Tę wycieczkę potraktowałam nieco po macoszemu i bardzo długo zbierałam się, żeby ją opisać. Zawsze coś innego wskakiwało na jej miejsce. Idealna okazja nadarzyła się właśnie dzisiaj – poza tym jest piątek, więc może ktoś z Was wybierze się tam w weekend. I mimo, że przed nami wiosna, ja wracam myślami do tej przepięknej jesieni, którą wdzieliśmy na Potrójnej. Ta góra jest bardzo ciekawa, bo ma dwa szczyty o różnej wysokości. Na szlak ruszaliśmy w miejscowości Rzyki pod Czarnym Groniem.
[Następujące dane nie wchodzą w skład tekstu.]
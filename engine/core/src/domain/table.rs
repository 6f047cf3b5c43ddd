// Copyright (c) 2026 100monkeys.ai
// SPDX-License-Identifier: AGPL-3.0
//! Table options for vector store and chat history provisioning.
//!
//! Identifiers are interpolated into DDL as double-quoted identifiers and are
//! otherwise not validated; callers must pass trusted names.

use serde::{Deserialize, Serialize};
use thiserror::Error;

pub const DEFAULT_SCHEMA: &str = "public";
pub const DEFAULT_CONTENT_COLUMN: &str = "content";
pub const DEFAULT_EMBEDDING_COLUMN: &str = "embedding";
pub const DEFAULT_METADATA_JSON_COLUMN: &str = "langchain_metadata";
pub const DEFAULT_ID_COLUMN: &str = "langchain_id";
pub const DEFAULT_ID_TYPE: &str = "UUID";

#[derive(Debug, Error, PartialEq, Eq)]
pub enum TableOptionsError {
    #[error("missing table name in options")]
    MissingTableName,

    #[error("missing vector size in options")]
    MissingVectorSize,
}

/// A typed column declaration.
#[derive(Debug, Clone, Default, PartialEq, Eq, Serialize, Deserialize)]
pub struct Column {
    pub name: String,
    pub data_type: String,
    #[serde(default)]
    pub nullable: bool,
}

impl Column {
    pub fn new(name: impl Into<String>, data_type: impl Into<String>, nullable: bool) -> Self {
        Self {
            name: name.into(),
            data_type: data_type.into(),
            nullable,
        }
    }

    /// Fill in `langchain_id UUID` for whatever the id column leaves empty.
    pub fn or_default_id(mut self) -> Self {
        if self.name.is_empty() {
            self.name = DEFAULT_ID_COLUMN.to_string();
        }
        if self.data_type.is_empty() {
            self.data_type = DEFAULT_ID_TYPE.to_string();
        }
        self
    }
}

/// Layout of a vector store table. Empty names fall back to their defaults
/// in [`VectorstoreTableOptions::resolved`].
#[derive(Debug, Clone, Default, PartialEq, Eq, Serialize, Deserialize)]
#[serde(default)]
pub struct VectorstoreTableOptions {
    pub table_name: String,
    pub vector_size: usize,
    pub schema_name: String,
    pub content_column_name: String,
    pub embedding_column: String,
    pub metadata_json_column: String,
}

impl VectorstoreTableOptions {
    pub fn new(table_name: impl Into<String>, vector_size: usize) -> Self {
        Self {
            table_name: table_name.into(),
            vector_size,
            ..Self::default()
        }
    }

    pub fn schema_name(mut self, schema_name: impl Into<String>) -> Self {
        self.schema_name = schema_name.into();
        self
    }

    pub fn content_column_name(mut self, column: impl Into<String>) -> Self {
        self.content_column_name = column.into();
        self
    }

    pub fn embedding_column(mut self, column: impl Into<String>) -> Self {
        self.embedding_column = column.into();
        self
    }

    pub fn metadata_json_column(mut self, column: impl Into<String>) -> Self {
        self.metadata_json_column = column.into();
        self
    }

    /// Validate required fields and substitute defaults for empty names.
    pub fn resolved(&self) -> Result<Self, TableOptionsError> {
        if self.table_name.is_empty() {
            return Err(TableOptionsError::MissingTableName);
        }
        if self.vector_size == 0 {
            return Err(TableOptionsError::MissingVectorSize);
        }

        Ok(Self {
            table_name: self.table_name.clone(),
            vector_size: self.vector_size,
            schema_name: or_default(&self.schema_name, DEFAULT_SCHEMA),
            content_column_name: or_default(&self.content_column_name, DEFAULT_CONTENT_COLUMN),
            embedding_column: or_default(&self.embedding_column, DEFAULT_EMBEDDING_COLUMN),
            metadata_json_column: or_default(&self.metadata_json_column, DEFAULT_METADATA_JSON_COLUMN),
        })
    }
}

#[derive(Debug, Clone, Default, PartialEq, Eq, Serialize, Deserialize)]
#[serde(default)]
pub struct ChatHistoryTableOptions {
    pub table_name: String,
    pub schema_name: String,
}

impl ChatHistoryTableOptions {
    pub fn new(table_name: impl Into<String>, schema_name: impl Into<String>) -> Self {
        Self {
            table_name: table_name.into(),
            schema_name: schema_name.into(),
        }
    }

    pub fn resolved(&self) -> Result<Self, TableOptionsError> {
        if self.table_name.is_empty() {
            return Err(TableOptionsError::MissingTableName);
        }
        Ok(Self {
            table_name: self.table_name.clone(),
            schema_name: or_default(&self.schema_name, DEFAULT_SCHEMA),
        })
    }
}

fn or_default(value: &str, default: &str) -> String {
    if value.is_empty() { default } else { value }.to_string()
}

#[cfg(test)]
mod tests {
    use super::*;

    #[test]
    fn empty_names_resolve_to_defaults() {
        let resolved = VectorstoreTableOptions::new("docs", 128).resolved().unwrap();
        assert_eq!(resolved.schema_name, "public");
        assert_eq!(resolved.content_column_name, "content");
        assert_eq!(resolved.embedding_column, "embedding");
        assert_eq!(resolved.metadata_json_column, "langchain_metadata");
        assert_eq!(resolved.vector_size, 128);
    }

    #[test]
    fn explicit_names_are_kept() {
        let resolved = VectorstoreTableOptions::new("docs", 3)
            .schema_name("store")
            .content_column_name("body")
            .embedding_column("vec")
            .metadata_json_column("extra")
            .resolved()
            .unwrap();
        assert_eq!(resolved.schema_name, "store");
        assert_eq!(resolved.content_column_name, "body");
        assert_eq!(resolved.embedding_column, "vec");
        assert_eq!(resolved.metadata_json_column, "extra");
    }

    #[test]
    fn required_fields_are_checked_before_defaults() {
        assert_eq!(
            VectorstoreTableOptions::new("", 128).resolved(),
            Err(TableOptionsError::MissingTableName)
        );
        assert_eq!(
            VectorstoreTableOptions::new("docs", 0).resolved(),
            Err(TableOptionsError::MissingVectorSize)
        );
        assert_eq!(
            ChatHistoryTableOptions::new("", "public").resolved(),
            Err(TableOptionsError::MissingTableName)
        );
    }

    #[test]
    fn id_column_defaults() {
        assert_eq!(Column::default().or_default_id(), Column::new("langchain_id", "UUID", false));
        assert_eq!(
            Column::new("doc_id", "", false).or_default_id(),
            Column::new("doc_id", "UUID", false)
        );
        assert_eq!(
            Column::new("", "BIGINT", false).or_default_id(),
            Column::new("langchain_id", "BIGINT", false)
        );
    }

    #[test]
    fn chat_history_schema_defaults_to_public() {
        let resolved = ChatHistoryTableOptions::new("messages", "").resolved().unwrap();
        assert_eq!(resolved.schema_name, "public");
    }
}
Miejsce to znajduje się w Beskidzie Małym. Ostatnimi czasy są to nasze ulubione kierunki wycieczkowe.
Cała trasa nie jest bardzo skomplikowana i spokojnie nadaje się również dla osób, które z górami nie mają zbyt wiele wspólnego. Podejścia nie są strome, a otaczająca przyroda rekompensuje wszystkie ewentualne niedogodności trasy. Szlak, którym szliśmy prowadzi również na nasz ulubiony ostatnio Leskowiec. Zobaczcie na jaką piękną jesień trafiliśmy tego dnia.
Potrójna swoją nazwę zawdzięcza … pomyłce. Jak twierdzi Wikipedia, austriaccy kartografowie przenieśli w to miejsce nazwę, która wcześniej była nadana osiedlu w Rzykach. Ile w tym prawdy – nie wiadomo. Przyjmijmy, że tak właśnie było. Szczyt góry idealnie nadaje się do podziwiana widoków – nie ma tu praktycznie żadnych drzew i można wypatrywać innych, pobliskich szczytów, między innymi Babiej Góry czy Pilska.
Po zejściu ze szczytu udaliśmy się w stronę Chatki pod Potrójną – żurku co prawda nie było ;), ale można było na chwilę usiąść i odpocząć. Domek ten pochodzi z 1911 roku.
W drodze powrotnej napawaliśmy się jesiennymi widokami – była to idealna pora na taki spacer. Śmiało mogę więc powiedzieć, że widziałam już góry o każdej porze roku i każda jest zachwycająca.
U mnie za oknem właśnie zaczął padać deszcz, więc tym bardziej cieszę, że mogłam powspominać tak piękne miejsca. Podoba Wam się Potrójna?